(DATA SHOWN):
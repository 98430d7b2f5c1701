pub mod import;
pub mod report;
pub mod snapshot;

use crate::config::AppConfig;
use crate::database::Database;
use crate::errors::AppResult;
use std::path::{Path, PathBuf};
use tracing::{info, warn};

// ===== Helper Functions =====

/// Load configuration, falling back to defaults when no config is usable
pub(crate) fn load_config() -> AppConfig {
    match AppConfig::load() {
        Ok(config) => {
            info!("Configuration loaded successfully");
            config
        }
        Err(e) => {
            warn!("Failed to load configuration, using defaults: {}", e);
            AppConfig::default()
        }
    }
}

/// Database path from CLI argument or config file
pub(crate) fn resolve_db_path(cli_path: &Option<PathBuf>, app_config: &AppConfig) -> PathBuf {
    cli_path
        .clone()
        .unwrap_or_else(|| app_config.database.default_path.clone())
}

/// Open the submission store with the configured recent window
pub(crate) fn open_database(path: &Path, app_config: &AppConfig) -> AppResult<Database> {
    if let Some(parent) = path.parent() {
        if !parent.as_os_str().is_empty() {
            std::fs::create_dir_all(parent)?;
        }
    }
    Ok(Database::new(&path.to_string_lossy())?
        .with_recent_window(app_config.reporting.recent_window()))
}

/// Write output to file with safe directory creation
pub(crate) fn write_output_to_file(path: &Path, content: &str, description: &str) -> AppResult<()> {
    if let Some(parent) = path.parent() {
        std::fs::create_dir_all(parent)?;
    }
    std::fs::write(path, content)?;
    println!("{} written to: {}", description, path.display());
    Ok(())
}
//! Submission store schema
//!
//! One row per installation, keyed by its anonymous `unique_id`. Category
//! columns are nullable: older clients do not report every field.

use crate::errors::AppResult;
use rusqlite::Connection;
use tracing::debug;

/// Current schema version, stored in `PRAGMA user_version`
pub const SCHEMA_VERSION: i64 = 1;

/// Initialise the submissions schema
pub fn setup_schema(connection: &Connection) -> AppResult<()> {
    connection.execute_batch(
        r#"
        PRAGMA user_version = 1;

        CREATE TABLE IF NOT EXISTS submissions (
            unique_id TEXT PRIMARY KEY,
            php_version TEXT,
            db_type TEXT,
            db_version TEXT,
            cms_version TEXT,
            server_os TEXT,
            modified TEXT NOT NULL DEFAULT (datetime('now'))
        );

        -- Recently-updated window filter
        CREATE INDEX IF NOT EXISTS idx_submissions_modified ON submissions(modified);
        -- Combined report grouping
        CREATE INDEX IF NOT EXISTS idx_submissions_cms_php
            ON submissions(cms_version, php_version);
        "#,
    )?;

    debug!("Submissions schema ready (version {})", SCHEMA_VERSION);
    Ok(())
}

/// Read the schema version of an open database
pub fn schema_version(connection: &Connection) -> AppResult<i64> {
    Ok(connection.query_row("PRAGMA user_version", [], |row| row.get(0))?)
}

(ASSIGNED TASK):
The response must contain exactly the lines from the one with "schema version, stored" to the end of the entries above, both included, and nothing more.

(SOLUTION):
/// Current schema version, stored in `PRAGMA user_version`
pub const SCHEMA_VERSION: i64 = 1;

/// Initialise the submissions schema
pub fn setup_schema(connection: &Connection) -> AppResult<()> {
    connection.execute_batch(
        r#"
        PRAGMA user_version = 1;

        CREATE TABLE IF NOT EXISTS submissions (
            unique_id TEXT PRIMARY KEY,
            php_version TEXT,
            db_type TEXT,
            db_version TEXT,
            cms_version TEXT,
            server_os TEXT,
            modified TEXT NOT NULL DEFAULT (datetime('now'))
        );

        -- Recently-updated window filter
        CREATE INDEX IF NOT EXISTS idx_submissions_modified ON submissions(modified);
        -- Combined report grouping
        CREATE INDEX IF NOT EXISTS idx_submissions_cms_php
            ON submissions(cms_version, php_version);
        "#,
    )?;

    debug!("Submissions schema ready (version {})", SCHEMA_VERSION);
    Ok(())
}

/// Read the schema version of an open database
pub fn schema_version(connection: &Connection) -> AppResult<i64> {
    Ok(connection.query_row("PRAGMA user_version", [], |row| row.get(0))?)
}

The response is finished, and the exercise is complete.